West must remind Xi of the economic consequences of threatening Taiwan

The author is a former British diplomat specializing in China. He is now a Fellow of the Council on Geostrategy, the Royal United Services Institute and the Mercator Institute for Chinese Studies

The most common question asked by companies about China is whether Beijing will invade Taiwan. It remains extremely unlikely. But if it were, it would be a global economic and political catastrophe.

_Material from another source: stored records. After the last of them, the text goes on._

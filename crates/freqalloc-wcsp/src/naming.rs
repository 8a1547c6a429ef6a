//! Output file naming.
//!
//! Batch runs drop the name of the current work into a small marker file; the
//! encoded file is named after it. A missing or unusable marker never fails
//! the run, it falls back to [`DEFAULT_WORK_NAME`].

use std::io::ErrorKind;
use std::path::{Path, PathBuf};

use freqalloc_config::OutputConfig;
use tracing::{debug, warn};

/// Work name used when none can be resolved.
pub const DEFAULT_WORK_NAME: &str = "unknown";

/// Reads the work name from `queue_file`, dropping line breaks.
///
/// Names that could move the file out of the output directory (path
/// separators or `..`) are treated like an empty marker.
pub fn resolve_work_name(queue_file: impl AsRef<Path>) -> String {
    let path = queue_file.as_ref();

    match std::fs::read_to_string(path) {
        Ok(content) => {
            let name: String = content.chars().filter(|c| !matches!(c, '\n' | '\r')).collect();
            if name.is_empty() {
                warn!(path = %path.display(), "Work queue file is empty, using default work name");
                DEFAULT_WORK_NAME.to_string()
            } else if !is_plain_file_name(&name) {
                warn!(path = %path.display(), work_name = %name, "Work name is not a plain file name, using default work name");
                DEFAULT_WORK_NAME.to_string()
            } else {
                name
            }
        }
        Err(e) if e.kind() == ErrorKind::NotFound => {
            debug!(path = %path.display(), "No work queue file, using default work name");
            DEFAULT_WORK_NAME.to_string()
        }
        Err(e) => {
            warn!(path = %path.display(), error = %e, "Work queue file unreadable, using default work name");
            DEFAULT_WORK_NAME.to_string()
        }
    }
}

fn is_plain_file_name(name: &str) -> bool {
    !name.contains(['/', '\\']) && !name.contains("..")
}

/// File name of the encoding of `work_name`.
///
/// ```
/// use freqalloc_wcsp::output_file_name;
///
/// assert_eq!(
///     output_file_name("FrequencyAllocationWCSP", "scen01"),
///     "FrequencyAllocationWCSP_scen01.wcsp"
/// );
/// ```
pub fn output_file_name(prefix: &str, work_name: &str) -> String {
    format!("{}_{}.wcsp", prefix, work_name)
}

/// Full output path for `output`. An explicit work name wins over the work
/// queue file.
pub fn resolve_output_path(output: &OutputConfig) -> PathBuf {
    let work_name = match &output.work_name {
        Some(name) => name.clone(),
        None => resolve_work_name(&output.work_queue_file),
    };
    output
        .directory
        .join(output_file_name(&output.file_prefix, &work_name))
}
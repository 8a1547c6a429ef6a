//! Interference cost functions.
//!
//! Two interfering stations must keep all four of their frequencies at least
//! the interference gap apart. A combination of pair `i` of `x` and pair `j`
//! of `y` is listed iff the four cross distances all reach the gap.

use freqalloc_core::{ConstraintKind, Frequency, Interference, SpacedStation};

use crate::format::CostFunction;

/// Returns whether pair `i` of `sx` and pair `j` of `sy` are at least `gap`
/// apart on every transmitter/receiver combination.
#[inline]
pub fn is_interference_free(
    sx: &SpacedStation,
    i: usize,
    sy: &SpacedStation,
    j: usize,
    gap: Frequency,
) -> bool {
    // Every distance is at least a negative gap.
    let Ok(gap) = u64::try_from(gap) else {
        return true;
    };

    let (tx, rx) = (sx.transmitter(i), sx.receiver(i));
    let (ty, ry) = (sy.transmitter(j), sy.receiver(j));

    tx.abs_diff(ty) >= gap
        && tx.abs_diff(ry) >= gap
        && rx.abs_diff(ty) >= gap
        && rx.abs_diff(ry) >= gap
}

/// Builds the cost function of `interference`, enumerating pairs of `x`
/// outer and pairs of `y` inner.
///
/// `interference` must reference stations of `spaced`.
pub fn interference_cost_function(
    interference: &Interference,
    spaced: &[SpacedStation],
) -> CostFunction {
    let sx = &spaced[interference.x];
    let sy = &spaced[interference.y];
    let mut cost_function =
        CostFunction::new(ConstraintKind::Interference, interference.x, interference.y);

    for i in 0..sx.tuple_count() {
        for j in 0..sy.tuple_count() {
            if is_interference_free(sx, i, sy, j, interference.gap) {
                cost_function.allow(i, j);
            }
        }
    }

    cost_function
}

#[cfg(test)]
mod tests {
    use super::*;
    use freqalloc_core::{build_spaced_stations, Station};

    fn single_pair(t: Frequency, r: Frequency) -> SpacedStation {
        SpacedStation::from_station(&Station::new(0, 0, (t - r).abs(), vec![t], vec![r]))
    }

    #[test]
    fn test_one_close_frequency_forbids_the_combination() {
        let spaced = [single_pair(10, 15), single_pair(14, 20)];
        let cf = interference_cost_function(&Interference::new(0, 1, 3), &spaced);

        // |15 - 14| = 1 < 3
        assert_eq!(cf.tuple_count(), 0);
        assert_eq!((cf.x, cf.y), (0, 1));
    }

    #[test]
    fn test_gap_is_inclusive() {
        let spaced = [single_pair(10, 15), single_pair(18, 23)];

        let cf = interference_cost_function(&Interference::new(0, 1, 3), &spaced);
        assert_eq!(cf.tuples(), &[(0, 0)]);

        let cf = interference_cost_function(&Interference::new(0, 1, 4), &spaced);
        assert_eq!(cf.tuple_count(), 0);
    }

    #[test]
    fn test_zero_gap_allows_everything() {
        let stations = vec![
            Station::new(0, 0, 5, vec![10, 20], vec![15, 25]),
            Station::new(1, 0, 5, vec![10, 20], vec![15, 25]),
        ];
        let spaced = build_spaced_stations(&stations);
        let cf = interference_cost_function(&Interference::new(0, 1, 0), &spaced);
        assert_eq!(cf.tuple_count(), 9);
    }

    #[test]
    fn test_negative_gap_allows_everything() {
        let spaced = [single_pair(10, 15), single_pair(10, 15)];
        assert!(is_interference_free(&spaced[0], 0, &spaced[1], 0, -1));
    }

    #[test]
    fn test_tuples_are_sound_complete_and_ordered() {
        let stations = vec![
            Station::new(0, 0, 3, vec![0, 10, 20, 30], vec![3, 13, 27, 33]),
            Station::new(1, 0, 2, vec![5, 15, 25], vec![3, 7, 17, 23, 27]),
        ];
        let spaced = build_spaced_stations(&stations);
        let gap = 4;
        let cf = interference_cost_function(&Interference::new(1, 0, gap), &spaced);

        let (sx, sy) = (&spaced[1], &spaced[0]);
        let mut expected = Vec::new();
        for i in 0..sx.tuple_count() {
            for j in 0..sy.tuple_count() {
                let far = [
                    (sx.transmitter(i) - sy.transmitter(j)).abs(),
                    (sx.transmitter(i) - sy.receiver(j)).abs(),
                    (sx.receiver(i) - sy.transmitter(j)).abs(),
                    (sx.receiver(i) - sy.receiver(j)).abs(),
                ]
                .iter()
                .all(|d| *d >= gap);
                if far {
                    expected.push((i, j));
                }
            }
        }

        assert!(!expected.is_empty());
        assert!(expected.len() < sx.tuple_count() * sy.tuple_count());
        assert_eq!(cf.tuples(), expected.as_slice());
        assert_eq!((cf.x, cf.y), (1, 0));
    }
}
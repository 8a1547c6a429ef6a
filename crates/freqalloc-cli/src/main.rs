//! Freqalloc CLI: encode frequency allocation instances as WCSP files.
//!
//! Exits with status 0 when the requested file was written (or the instance
//! checked), and 1 after printing a diagnostic otherwise.

use std::path::{Path, PathBuf};
use std::process::ExitCode;

use clap::{ArgAction, Args, Parser, Subcommand, ValueEnum};
use freqalloc::console;
use freqalloc::prelude::*;
use freqalloc::{ConfigError, EncodeOutcome, SpacedStation};
use owo_colors::OwoColorize;
use thiserror::Error;

/// Configuration picked up from the working directory when `--config` is absent.
const DEFAULT_CONFIG_FILE: &str = "freqalloc.toml";

#[derive(Parser, Debug)]
#[command(
    name = "freqalloc",
    version,
    about = "Encode frequency allocation problems as weighted CSP (WCSP) files"
)]
struct Cli {
    #[command(flatten)]
    common: CommonArgs,

    #[command(subcommand)]
    command: Command,
}

#[derive(Args, Debug)]
struct CommonArgs {
    /// Increase verbosity (-v, -vv)
    #[arg(short = 'v', long = "verbose", action = ArgAction::Count, global = true)]
    verbosity: u8,

    /// Only show warnings and errors
    #[arg(short = 'q', long = "quiet", action = ArgAction::SetTrue, global = true)]
    quiet: bool,

    /// Configuration file path (TOML, or YAML by extension)
    #[arg(long = "config", global = true)]
    config: Option<PathBuf>,
}

#[derive(Subcommand, Debug)]
enum Command {
    /// Encode an instance into a .wcsp file
    Encode(EncodeArgs),

    /// Validate an instance and report its domains without writing anything
    Check(CheckArgs),
}

#[derive(Args, Debug)]
struct EncodeArgs {
    /// Instance file (JSON)
    model: PathBuf,

    /// Output file; overrides the directory, prefix and work name
    #[arg(short = 'o', long = "output")]
    output: Option<PathBuf>,

    /// Directory receiving the generated file
    #[arg(long = "output-dir")]
    output_dir: Option<PathBuf>,

    /// Work name used in the file name instead of the work queue file
    #[arg(long = "work-name")]
    work_name: Option<String>,

    /// Problem name written in the header
    #[arg(long = "problem-name")]
    problem_name: Option<String>,

    /// How the header's maximum domain size is computed
    #[arg(long = "max-domain-size", value_enum)]
    max_domain_size: Option<DomainSizeArg>,
}

#[derive(Args, Debug)]
struct CheckArgs {
    /// Instance file (JSON)
    model: PathBuf,
}

#[derive(ValueEnum, Clone, Copy, Debug)]
enum DomainSizeArg {
    /// Twice the longest frequency list of any station
    Original,
    /// Largest number of valid pairs of any station
    TupleCount,
}

impl From<DomainSizeArg> for MaxDomainSizePolicy {
    fn from(arg: DomainSizeArg) -> Self {
        match arg {
            DomainSizeArg::Original => MaxDomainSizePolicy::Original,
            DomainSizeArg::TupleCount => MaxDomainSizePolicy::TupleCount,
        }
    }
}

#[derive(Debug, Error)]
enum CliError {
    #[error(transparent)]
    Config(#[from] ConfigError),

    #[error(transparent)]
    Encode(#[from] FreqAllocError),
}

fn main() -> ExitCode {
    let cli = Cli::parse();
    console::init_with_level(console::level_for_verbosity(
        cli.common.verbosity,
        cli.common.quiet,
    ));

    let result = match &cli.command {
        Command::Encode(args) => encode(&cli.common, args),
        Command::Check(args) => check(args),
    };

    match result {
        Ok(()) => ExitCode::SUCCESS,
        Err(e) => {
            eprintln!("{} {}", "error:".bright_red().bold(), e);
            ExitCode::FAILURE
        }
    }
}

fn load_config(common: &CommonArgs) -> Result<EncoderConfig, ConfigError> {
    match &common.config {
        Some(path) => EncoderConfig::load(path),
        None if Path::new(DEFAULT_CONFIG_FILE).is_file() => EncoderConfig::load(DEFAULT_CONFIG_FILE),
        None => Ok(EncoderConfig::default()),
    }
}

fn encode(common: &CommonArgs, args: &EncodeArgs) -> Result<(), CliError> {
    let mut config = load_config(common)?;
    if let Some(dir) = &args.output_dir {
        config = config.with_output_directory(dir);
    }
    if let Some(name) = &args.work_name {
        config = config.with_work_name(name);
    }
    if let Some(name) = &args.problem_name {
        config = config.with_problem_name(name);
    }
    if let Some(policy) = args.max_domain_size {
        config = config.with_max_domain_size(policy.into());
    }
    config.validate()?;

    let model = FrequencyModel::from_json_file(&args.model)?;
    let outcome = match &args.output {
        Some(path) => EncodeOutcome {
            path: path.clone(),
            summary: WcspEncoder::with_config(&model, &config).encode_to_path(path)?,
        },
        None => encode_model(&model, &config)?,
    };

    println!("{}", outcome.path.display());
    Ok(())
}

fn check(args: &CheckArgs) -> Result<(), CliError> {
    let model = FrequencyModel::from_json_file(&args.model)?;
    let spaced = WcspEncoder::new(&model).prepare()?;

    println!(
        "{} stations │ {} interferences │ {} connections",
        model.station_count(),
        model.interferences.len(),
        model.connections.len()
    );
    for (index, station) in spaced.iter().enumerate() {
        println!("{}", station_line(index, station));
    }
    for (region, capacity) in model.regions.iter().enumerate() {
        println!(
            "region {}: {} stations, at most {} frequencies",
            region,
            model.stations_in_region(region).count(),
            capacity
        );
    }
    println!("{}", "ok".bright_green().bold());
    Ok(())
}

fn station_line(index: usize, station: &SpacedStation) -> String {
    format!(
        "station {} (id {}, region {}): {} pairs",
        index,
        station.id,
        station.region,
        station.tuple_count()
    )
}
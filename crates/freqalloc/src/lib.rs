//! Freqalloc - Frequency allocation problems as weighted CSPs
//!
//! Load an instance, encode it, hand the file to a WCSP solver.
//!
//! # Example
//!
//! ```rust
//! use freqalloc::prelude::*;
//!
//! let model = FrequencyModel::new(
//!     vec![Station::new(0, 0, 5, vec![10, 20], vec![15, 25])],
//!     vec![],
//!     vec![],
//!     vec![],
//! );
//!
//! let text = WcspEncoder::new(&model).encode_to_string().unwrap();
//! assert_eq!(text, "FrequencyAllocationProblem 1 4 0 1\n3\n");
//! ```

// Model types
pub use freqalloc_core::{
    build_spaced_stations, Connection, ConstraintKind, FreqAllocError, Frequency, FrequencyModel,
    Interference, ModelError, Result, SpacedStation, Station,
};

// Configuration
pub use freqalloc_config::{ConfigError, EncoderConfig, MaxDomainSizePolicy, OutputConfig};

// Encoding
pub use freqalloc_wcsp::{
    output_file_name, resolve_output_path, resolve_work_name, EncodeSummary, WcspEncoder,
    WcspHeader, DEFAULT_WORK_NAME,
};

#[cfg(feature = "console")]
pub use freqalloc_console as console;

mod encode;
pub use encode::{encode_model, EncodeOutcome};
#[cfg(feature = "serde")]
pub use encode::encode_model_file;

pub mod prelude {
    pub use super::{
        Connection, EncoderConfig, FreqAllocError, FrequencyModel, Interference,
        MaxDomainSizePolicy, Station, WcspEncoder,
    };
    pub use super::{encode_model, EncodeOutcome};
    #[cfg(feature = "serde")]
    pub use super::encode_model_file;
}
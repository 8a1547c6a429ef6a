//! Configuration system for the frequency allocation encoder.
//!
//! Load encoder configuration from TOML or YAML files to control the problem
//! name, the output location and the header policy without code changes.
//!
//! # Examples
//!
//! Load configuration from TOML string:
//!
//! ```
//! use freqalloc_config::{EncoderConfig, MaxDomainSizePolicy};
//!
//! let config = EncoderConfig::from_toml_str(r#"
//!     max_domain_size = "tuple_count"
//!
//!     [output]
//!     directory = "out"
//!     work_name = "celar-06"
//! "#).unwrap();
//!
//! assert_eq!(config.max_domain_size, MaxDomainSizePolicy::TupleCount);
//! assert_eq!(config.output.work_name.as_deref(), Some("celar-06"));
//! assert_eq!(config.problem_name, "FrequencyAllocationProblem");
//! ```
//!
//! Use default config when file is missing:
//!
//! ```
//! use freqalloc_config::EncoderConfig;
//!
//! let config = EncoderConfig::load("freqalloc.toml").unwrap_or_default();
//! // Proceeds with defaults if file doesn't exist
//! ```

use std::path::{Path, PathBuf};

use serde::{Deserialize, Serialize};
use thiserror::Error;

/// Problem name written as the first header token.
pub const DEFAULT_PROBLEM_NAME: &str = "FrequencyAllocationProblem";

/// Prefix of generated `.wcsp` file names.
pub const DEFAULT_FILE_PREFIX: &str = "FrequencyAllocationWCSP";

/// Marker file holding the current work name.
pub const DEFAULT_WORK_QUEUE_FILE: &str = "wcsp_queue.txt";

/// Configuration error
#[derive(Debug, Error)]
pub enum ConfigError {
    #[error("IO error: {0}")]
    Io(#[from] std::io::Error),

    #[error("TOML parse error: {0}")]
    Toml(#[from] toml::de::Error),

    #[error("YAML parse error: {0}")]
    Yaml(#[from] serde_yaml::Error),

    #[error("Invalid configuration: {0}")]
    Invalid(String),
}

/// Main encoder configuration.
#[derive(Debug, Clone, Deserialize, Serialize)]
#[serde(rename_all = "snake_case")]
pub struct EncoderConfig {
    /// Problem name, the first token of the header line.
    #[serde(default = "default_problem_name")]
    pub problem_name: String,

    /// How the header's maximum domain size is computed.
    #[serde(default)]
    pub max_domain_size: MaxDomainSizePolicy,

    /// Output file location.
    #[serde(default)]
    pub output: OutputConfig,
}

impl Default for EncoderConfig {
    fn default() -> Self {
        Self {
            problem_name: default_problem_name(),
            max_domain_size: MaxDomainSizePolicy::default(),
            output: OutputConfig::default(),
        }
    }
}

impl EncoderConfig {
    /// Creates a new default configuration.
    pub fn new() -> Self {
        Self::default()
    }

    /// Loads configuration from a file, choosing YAML for `.yaml`/`.yml`
    /// extensions and TOML otherwise.
    ///
    /// # Errors
    ///
    /// Returns error if file doesn't exist, fails to parse or fails
    /// [`validate`](Self::validate).
    pub fn load(path: impl AsRef<Path>) -> Result<Self, ConfigError> {
        let path = path.as_ref();
        let config = match path.extension().and_then(|e| e.to_str()) {
            Some("yaml" | "yml") => Self::from_yaml_file(path)?,
            _ => Self::from_toml_file(path)?,
        };
        config.validate()?;
        Ok(config)
    }

    /// Loads configuration from a TOML file.
    pub fn from_toml_file(path: impl AsRef<Path>) -> Result<Self, ConfigError> {
        let contents = std::fs::read_to_string(path)?;
        Self::from_toml_str(&contents)
    }

    /// Parses configuration from a TOML string.
    pub fn from_toml_str(s: &str) -> Result<Self, ConfigError> {
        Ok(toml::from_str(s)?)
    }

    /// Loads configuration from a YAML file.
    pub fn from_yaml_file(path: impl AsRef<Path>) -> Result<Self, ConfigError> {
        let contents = std::fs::read_to_string(path)?;
        Self::from_yaml_str(&contents)
    }

    /// Parses configuration from a YAML string.
    pub fn from_yaml_str(s: &str) -> Result<Self, ConfigError> {
        Ok(serde_yaml::from_str(s)?)
    }

    /// Checks values the encoder cannot work with.
    ///
    /// The problem name is a single token of a whitespace-separated format.
    pub fn validate(&self) -> Result<(), ConfigError> {
        if self.problem_name.is_empty() || self.problem_name.contains(char::is_whitespace) {
            return Err(ConfigError::Invalid(format!(
                "problem_name must be one non-empty token, got {:?}",
                self.problem_name
            )));
        }
        if self.output.file_prefix.is_empty() {
            return Err(ConfigError::Invalid(
                "output.file_prefix must not be empty".to_string(),
            ));
        }
        Ok(())
    }

    /// Sets the problem name.
    pub fn with_problem_name(mut self, name: impl Into<String>) -> Self {
        self.problem_name = name.into();
        self
    }

    /// Sets the maximum domain size policy.
    pub fn with_max_domain_size(mut self, policy: MaxDomainSizePolicy) -> Self {
        self.max_domain_size = policy;
        self
    }

    /// Sets the output directory.
    pub fn with_output_directory(mut self, directory: impl Into<PathBuf>) -> Self {
        self.output.directory = directory.into();
        self
    }

    /// Sets an explicit work name, bypassing the work queue file.
    pub fn with_work_name(mut self, name: impl Into<String>) -> Self {
        self.output.work_name = Some(name.into());
        self
    }
}

/// Computation of the header's maximum domain size.
///
/// The historical value is derived from the unfiltered frequency lists and is
/// not guaranteed to bound the domain sizes actually written.
#[derive(Debug, Clone, Copy, Default, PartialEq, Eq, Deserialize, Serialize)]
#[serde(rename_all = "snake_case")]
pub enum MaxDomainSizePolicy {
    /// `max(2 * |transmitters|, 2 * |receivers|)` over all stations.
    #[default]
    Original,

    /// The largest number of valid pairs of any station.
    TupleCount,
}

/// Where the encoded file is written.
#[derive(Debug, Clone, Deserialize, Serialize)]
#[serde(rename_all = "snake_case")]
pub struct OutputConfig {
    /// Directory receiving the output file.
    #[serde(default = "default_directory")]
    pub directory: PathBuf,

    /// File name prefix; the file is `<prefix>_<work name>.wcsp`.
    #[serde(default = "default_file_prefix")]
    pub file_prefix: String,

    /// File whose content names the current work.
    #[serde(default = "default_work_queue_file")]
    pub work_queue_file: PathBuf,

    /// Explicit work name. Takes precedence over the work queue file.
    #[serde(default)]
    pub work_name: Option<String>,
}

impl Default for OutputConfig {
    fn default() -> Self {
        Self {
            directory: default_directory(),
            file_prefix: default_file_prefix(),
            work_queue_file: default_work_queue_file(),
            work_name: None,
        }
    }
}

fn default_problem_name() -> String {
    DEFAULT_PROBLEM_NAME.to_string()
}

fn default_directory() -> PathBuf {
    PathBuf::from(".")
}

fn default_file_prefix() -> String {
    DEFAULT_FILE_PREFIX.to_string()
}

fn default_work_queue_file() -> PathBuf {
    PathBuf::from(DEFAULT_WORK_QUEUE_FILE)
}
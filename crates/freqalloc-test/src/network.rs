//! Four-station test network.
//!
//! Two regions with two stations each. Stations 0/1 and 2/3 form linked
//! pairs. The interference between stations 0 and 1 leaves no allowed
//! combination, which exercises empty blocks.
//!
//! | station | delta | pairs                          |
//! |---------|-------|--------------------------------|
//! | 0       | 2     | (10,12) (12,14)                |
//! | 1       | 2     | (12,10) (14,12)                |
//! | 2       | 3     | (20,23) (30,27) (30,33)        |
//! | 3       | 3     | (23,20) (27,30)                |

use freqalloc_core::{Connection, FrequencyModel, Interference, Station};

/// The network as a model.
pub fn small_network() -> FrequencyModel {
    FrequencyModel::new(
        vec![
            Station::new(0, 0, 2, vec![10, 12], vec![12, 14]),
            Station::new(1, 0, 2, vec![12, 14], vec![10, 12]),
            Station::new(2, 1, 3, vec![20, 30], vec![23, 27, 33]),
            Station::new(3, 1, 3, vec![23, 27], vec![20, 30]),
        ],
        vec![4, 3],
        vec![
            Interference::new(0, 2, 10),
            Interference::new(1, 3, 8),
            Interference::new(0, 1, 1),
        ],
        vec![Connection::new(0, 1), Connection::new(3, 2)],
    )
}

/// The network in the JSON data layout.
pub const SMALL_NETWORK_JSON: &str = r#"{
  "stations": [
    {"num": 0, "region": 0, "delta": 2, "transmitter": [10, 12], "receiver": [12, 14]},
    {"num": 1, "region": 0, "delta": 2, "transmitter": [12, 14], "receiver": [10, 12]},
    {"num": 2, "region": 1, "delta": 3, "transmitter": [20, 30], "receiver": [23, 27, 33]},
    {"num": 3, "region": 1, "delta": 3, "transmitter": [23, 27], "receiver": [20, 30]}
  ],
  "regions": [4, 3],
  "interferences": [
    {"x": 0, "y": 2, "Delta": 10},
    {"x": 1, "y": 3, "Delta": 8},
    {"x": 0, "y": 1, "Delta": 1}
  ],
  "connection": [
    {"x": 0, "y": 1},
    {"x": 3, "y": 2}
  ]
}
"#;

/// Expected encoding with the original maximum domain size.
pub const SMALL_NETWORK_WCSP: &str = "\
FrequencyAllocationProblem 4 6 5 6
2 2 3 2
2 0 2 1 4
0 1 0
0 2 0
1 1 0
1 2 0
2 1 3 1 3
0 0 0
0 1 0
1 1 0
2 0 1 1 0
2 0 1 1 2
0 0 0
1 1 0
2 3 2 1 2
0 0 0
1 1 0
";

/// Header of the encoding when the maximum domain size is the largest tuple
/// count. The remaining lines equal those of [`SMALL_NETWORK_WCSP`].
pub const SMALL_NETWORK_TUPLE_COUNT_HEADER: &str = "FrequencyAllocationProblem 4 3 5 6";
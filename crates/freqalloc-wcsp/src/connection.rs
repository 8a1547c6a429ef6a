//! Connection cost functions.
//!
//! A linked pair of stations must talk to each other: `x` transmits on the
//! frequency `y` receives and `y` transmits on the frequency `x` receives.

use std::collections::HashMap;

use freqalloc_core::{Connection, ConstraintKind, Frequency, SpacedStation};

use crate::format::CostFunction;

/// Builds the cost function of `connection`.
///
/// The pairs of `y` are indexed by `(receiver, transmitter)` so each pair of
/// `x` finds its matches directly. Tuples come out in the same order as a
/// nested scan with `x` outer and `y` inner.
///
/// `connection` must reference stations of `spaced`.
pub fn connection_cost_function(connection: &Connection, spaced: &[SpacedStation]) -> CostFunction {
    let sx = &spaced[connection.x];
    let sy = &spaced[connection.y];
    let mut cost_function =
        CostFunction::new(ConstraintKind::Connection, connection.x, connection.y);

    // Indices pushed in increasing order.
    let mut by_link: HashMap<(Frequency, Frequency), Vec<usize>> = HashMap::new();
    for (j, (transmitter, receiver)) in sy.pairs().enumerate() {
        by_link.entry((receiver, transmitter)).or_default().push(j);
    }

    for (i, link) in sx.pairs().enumerate() {
        if let Some(matches) = by_link.get(&link) {
            for &j in matches {
                cost_function.allow(i, j);
            }
        }
    }

    cost_function
}

#[cfg(test)]
mod tests {
    use super::*;
    use freqalloc_core::{build_spaced_stations, Station};

    fn nested_scan(sx: &SpacedStation, sy: &SpacedStation) -> Vec<(usize, usize)> {
        let mut tuples = Vec::new();
        for i in 0..sx.tuple_count() {
            for j in 0..sy.tuple_count() {
                if sx.transmitter(i) == sy.receiver(j) && sx.receiver(i) == sy.transmitter(j) {
                    tuples.push((i, j));
                }
            }
        }
        tuples
    }

    #[test]
    fn test_mirror_stations_match_pairwise() {
        let stations = vec![
            Station::new(0, 0, 5, vec![10, 20], vec![15, 25]),
            Station::new(1, 0, 5, vec![15, 25], vec![10, 20]),
        ];
        let spaced = build_spaced_stations(&stations);
        let cf = connection_cost_function(&Connection::new(0, 1), &spaced);

        // x: (10,15) (20,15) (20,25); y: (15,10) (15,20) (25,20)
        assert_eq!(cf.tuples(), &[(0, 0), (1, 1), (2, 2)]);
        assert_eq!(cf.kind, ConstraintKind::Connection);
    }

    #[test]
    fn test_one_direction_is_not_enough() {
        let stations = vec![
            Station::new(0, 0, 5, vec![10], vec![15]),
            Station::new(1, 0, 5, vec![20], vec![10]),
        ];
        let spaced = build_spaced_stations(&stations);
        let cf = connection_cost_function(&Connection::new(0, 1), &spaced);
        assert_eq!(cf.tuple_count(), 0);
    }

    #[test]
    fn test_matches_nested_scan_with_duplicates() {
        let stations = vec![
            Station::new(0, 0, 2, vec![1, 3, 5, 3], vec![3, 5, 1, 7]),
            Station::new(1, 1, 2, vec![3, 5, 1, 5], vec![1, 3, 5, 3]),
        ];
        let spaced = build_spaced_stations(&stations);

        for connection in [Connection::new(0, 1), Connection::new(1, 0)] {
            let cf = connection_cost_function(&connection, &spaced);
            let expected = nested_scan(&spaced[connection.x], &spaced[connection.y]);
            assert!(!expected.is_empty());
            assert_eq!(cf.tuples(), expected.as_slice());
        }
    }
}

There are many good military reasons why the People’s Liberation Army will not invade. The 100 nautical miles of rough seas, only 14 beaches where men and materiel can land, and Taiwan’s mountainous topography favor the defense. After a slow start, Taipei is moving toward a “porcupine” defense that recognizes Chinese superiority in conventional weapons and relies on small, mobile platforms. These are difficult to eliminate and would cause significant losses. Added to this is the fear of American intervention.

Xi Jinping appears to be a rational leader, neither blinded nor desperate like Vladimir Putin. Risking an invasion would mean jeopardizing his entire “China dream,” his ambition that China should replace the US as the pre-eminent global power and reshape the world in accordance with its interests and values. It is an unnecessary risk when he is actually convinced of his own slogan that “the East is rising, the West is falling”. Better wait.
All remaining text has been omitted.